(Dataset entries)
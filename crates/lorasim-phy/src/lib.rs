//! # lorasim-phy
//!
//! LoRa physical layer for lorasim.
//!
//! This crate provides:
//! - Modem timing and sensitivity tables ([`airtime`])
//! - The per-receiver interference ledger ([`interference`])
//! - Collision resolution policies ([`resolver`])
//! - Battery bookkeeping ([`energy`])
//! - Radio state machines for end devices, gateways and jammers
//! - The propagation channel entity ([`channel::LoraChannel`])
//!
//! Radios are not entities on their own: the node entities in `lorasim-mac`
//! own a radio and forward the radio's events and timers to it.

pub mod airtime;
pub mod channel;
pub mod end_device;
pub mod energy;
pub mod gateway;
pub mod interference;
pub mod jammer;
pub mod resolver;

pub use airtime::{receive_window_duration, LoraTxParams, END_DEVICE_SENSITIVITY_DBM, GATEWAY_SENSITIVITY_DBM};
pub use channel::{LinkOverrides, LoraChannel, PathLossModel};
pub use end_device::{EndDevicePhy, EndDevicePhyConfig};
pub use energy::{EnergyAccount, EnergyRates};
pub use gateway::{GatewayPhy, GatewayPhyConfig, ReceptionPath};
pub use interference::{overlap, overlap_window, InterferenceLedger, SignalEvent, SignalId};
pub use jammer::{JamTrigger, JammerPhy, ReactiveWatch};
pub use resolver::{InterferenceModel, InterferenceResolver, ResolutionOutcome, COLLISION_SNIR_DB};

use lorasim_common::{LoraFrame, PacketTag, SimTime};

// ============================================================================
// Timers
// ============================================================================

/// Radio returns from TX to standby.
pub const TIMER_TX_DONE: u64 = 1;

/// Transmission finished, for the MAC. Fires [`TX_FINISHED_DELAY`] after
/// [`TIMER_TX_DONE`] so that the radio is already in standby.
pub const TIMER_TX_FINISHED: u64 = 2;

/// MAC layers allocate their timer ids from here up to [`TIMER_RX_END_BASE`].
pub const TIMER_MAC_BASE: u64 = 0x100;

/// End of a reception; the ledger signal id is added to this.
pub const TIMER_RX_END_BASE: u64 = 0x1000;

/// Gap between the radio going idle and the MAC being told.
pub const TX_FINISHED_DELAY: SimTime = SimTime::from_nanos(10);

/// Radio-owned timers.
#[derive(Debug, Clone, Copy, PartialEq, Eq)]
pub enum PhyTimer {
    /// [`TIMER_TX_DONE`].
    TxDone,
    /// End of reception of a signal.
    RxEnd(SignalId),
}

impl PhyTimer {
    /// Timer id for this timer.
    pub fn id(&self) -> u64 {
        match self {
            PhyTimer::TxDone => TIMER_TX_DONE,
            PhyTimer::RxEnd(signal) => TIMER_RX_END_BASE + signal.0,
        }
    }

    /// Decode a timer id, `None` for timers the radio does not own.
    pub fn decode(timer_id: u64) -> Option<PhyTimer> {
        if timer_id == TIMER_TX_DONE {
            Some(PhyTimer::TxDone)
        } else if timer_id >= TIMER_RX_END_BASE {
            Some(PhyTimer::RxEnd(SignalId(timer_id - TIMER_RX_END_BASE)))
        } else {
            None
        }
    }
}

/// A frame that survived reception, handed from radio to MAC.
#[derive(Debug, Clone)]
pub struct ReceivedFrame {
    /// The frame.
    pub frame: LoraFrame,
    /// On-air tag.
    pub tag: PacketTag,
    /// Power at the receiver.
    pub rx_power_dbm: f64,
    /// SINR diagnostic.
    pub sinr_db: f64,
    /// When the frame ended on air.
    pub end: SimTime,
}

#[cfg(test)]
mod tests {
    use super::*;

    #[test]
    fn test_phy_timer_round_trip() {
        for timer in [PhyTimer::TxDone, PhyTimer::RxEnd(SignalId(0)), PhyTimer::RxEnd(SignalId(77))] {
            assert_eq!(PhyTimer::decode(timer.id()), Some(timer));
        }
        assert_eq!(PhyTimer::decode(TIMER_TX_FINISHED), None);
        assert_eq!(PhyTimer::decode(TIMER_MAC_BASE + 3), None);
    }
}
//! Class A end device.
//!
//! Each application packet is sent on a randomly chosen enabled channel
//! that the duty cycle allows, followed by two receive windows. Confirmed
//! uplinks are retransmitted after a random ACK timeout until acknowledged
//! or out of transmissions.

use crate::duty_cycle::DutyCycleTracker;
use crate::{
    max_app_payload, EU868_DEFAULT_CHANNELS, MAC_OVERHEAD_BYTES, RECEIVE_DELAY_1, RECEIVE_DELAY_2, RX2_FREQUENCY_HZ,
    RX2_SPREADING_FACTOR,
};
use lorasim_common::{
    Entity, EntityId, Event, EventId, EventPayload, FrameKind, LoraFrame, Notification, PhyState, SendRefusal,
    SimContext, SimError, SimTime, UplinkFailure,
};
use lorasim_metrics::{metric_defs, metrics, MetricLabels};
use lorasim_phy::{
    receive_window_duration, EndDevicePhy, EndDevicePhyConfig, LoraTxParams, PhyTimer, ReceivedFrame,
    TIMER_MAC_BASE, TIMER_TX_FINISHED,
};
use rand::seq::SliceRandom;
use rand::Rng;
use rand_distr::{Distribution, Exp};
use serde::{Deserialize, Serialize};
use std::collections::BTreeMap;
use tracing::{debug, trace, warn};

// ============================================================================
// Configuration
// ============================================================================

/// When application packets are generated.
#[derive(Debug, Clone, Copy, PartialEq, Serialize, Deserialize)]
#[serde(tag = "type", rename_all = "snake_case")]
pub enum TrafficModel {
    /// One packet every `period_s`, first one at a random offset.
    Periodic {
        /// Period in seconds.
        period_s: f64,
    },
    /// Exponentially distributed inter-arrival times.
    Poisson {
        /// Mean inter-arrival time in seconds.
        mean_interval_s: f64,
    },
}

impl Default for TrafficModel {
    fn default() -> Self {
        TrafficModel::Periodic { period_s: 600.0 }
    }
}

impl TrafficModel {
    /// Delay before the first packet.
    pub fn first_delay(&self, rng: &mut impl Rng) -> SimTime {
        match *self {
            TrafficModel::Periodic { period_s } => SimTime::from_secs(rng.gen_range(0.0..period_s)),
            TrafficModel::Poisson { .. } => self.next_delay(rng),
        }
    }

    /// Delay between two packets.
    pub fn next_delay(&self, rng: &mut impl Rng) -> SimTime {
        match *self {
            TrafficModel::Periodic { period_s } => SimTime::from_secs(period_s),
            TrafficModel::Poisson { mean_interval_s } => match Exp::new(1.0 / mean_interval_s) {
                Ok(exp) => SimTime::from_secs(exp.sample(rng)),
                Err(_) => SimTime::from_secs(mean_interval_s),
            },
        }
    }
}

/// End-device MAC configuration.
#[derive(Debug, Clone, PartialEq, Serialize, Deserialize)]
#[serde(default)]
pub struct EndDeviceConfig {
    /// Uplink spreading factor.
    pub spreading_factor: u8,
    /// Transmit power in dBm.
    pub tx_power_dbm: f64,
    /// Application payload in bytes.
    pub payload_bytes: usize,
    /// Packet generation.
    pub traffic: TrafficModel,
    /// Request an acknowledgment for every uplink.
    pub confirmed: bool,
    /// Transmissions per confirmed uplink, first one included.
    pub max_transmissions: u8,
    /// Enabled uplink channels.
    pub channels: Vec<u32>,
    /// Enforce the EU868 duty cycle.
    pub duty_cycle: bool,
}

impl Default for EndDeviceConfig {
    fn default() -> Self {
        EndDeviceConfig {
            spreading_factor: 7,
            tx_power_dbm: 14.0,
            payload_bytes: 20,
            traffic: TrafficModel::default(),
            confirmed: false,
            max_transmissions: 8,
            channels: EU868_DEFAULT_CHANNELS.to_vec(),
            duty_cycle: true,
        }
    }
}

/// Bookkeeping for one application packet.
#[derive(Debug, Clone, PartialEq, Serialize)]
pub struct UplinkRecord {
    /// When the application produced it.
    pub generated_at: SimTime,
    /// Whether an ACK was requested.
    pub needs_ack: bool,
    /// Transmissions so far.
    pub attempts: u8,
    /// ACK received.
    pub acked: bool,
    /// Why it was abandoned, if it was.
    pub failed: Option<UplinkFailure>,
}

// ============================================================================
// Timer IDs
// ============================================================================

const TIMER_APP: u64 = TIMER_MAC_BASE;
const TIMER_SEND: u64 = TIMER_MAC_BASE + 1;
const TIMER_RX1_OPEN: u64 = TIMER_MAC_BASE + 2;
const TIMER_RX1_CLOSE: u64 = TIMER_MAC_BASE + 3;
const TIMER_RX2_OPEN: u64 = TIMER_MAC_BASE + 4;
const TIMER_RX2_CLOSE: u64 = TIMER_MAC_BASE + 5;
const TIMER_RETRANSMIT: u64 = TIMER_MAC_BASE + 6;

/// Handles of the timers that may need cancelling.
#[derive(Debug, Default)]
struct PendingTimers {
    send: Option<EventId>,
    rx1_close: Option<EventId>,
    rx2_open: Option<EventId>,
    rx2_close: Option<EventId>,
    retransmit: Option<EventId>,
}

impl PendingTimers {
    fn cancel_windows(&mut self, ctx: &mut SimContext) {
        for id in [self.rx1_close.take(), self.rx2_open.take(), self.rx2_close.take()].into_iter().flatten() {
            ctx.cancel_event(id);
        }
    }

    fn cancel_sending(&mut self, ctx: &mut SimContext) {
        for id in [self.send.take(), self.retransmit.take()].into_iter().flatten() {
            ctx.cancel_event(id);
        }
    }
}

/// The uplink currently owned by the MAC.
#[derive(Debug, Clone, Copy)]
struct PendingUplink {
    packet_id: u64,
    needs_ack: bool,
    attempts: u8,
}

#[derive(Debug, Clone, Copy)]
struct LastUplink {
    frequency_hz: u32,
    tx_end: SimTime,
}

// ============================================================================
// End Device Entity
// ============================================================================

/// Class A end device: radio plus MAC.
pub struct EndDevice {
    id: EntityId,
    phy: EndDevicePhy,
    config: EndDeviceConfig,
    params: LoraTxParams,
    duty_cycle: DutyCycleTracker,
    next_packet_id: u64,
    current: Option<PendingUplink>,
    last_uplink: Option<LastUplink>,
    records: BTreeMap<u64, UplinkRecord>,
    /// From a transmission until RX2 closes (or an ACK arrives).
    windows_pending: bool,
    open_window: Option<u8>,
    /// Window whose close timer fired during a reception.
    close_after_rx: Option<u8>,
    timers: PendingTimers,
    metric_labels: MetricLabels,
}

## Work order
Return, with no change at all, every line in the entries above from the line containing "pub fn id(&self)" through the line containing "does not own.".

## Solution for this problem
    pub fn id(&self) -> u64 {
        match self {
            PhyTimer::TxDone => TIMER_TX_DONE,
            PhyTimer::RxEnd(signal) => TIMER_RX_END_BASE + signal.0,
        }
    }

    /// Decode a timer id, `None` for timers the radio does not own.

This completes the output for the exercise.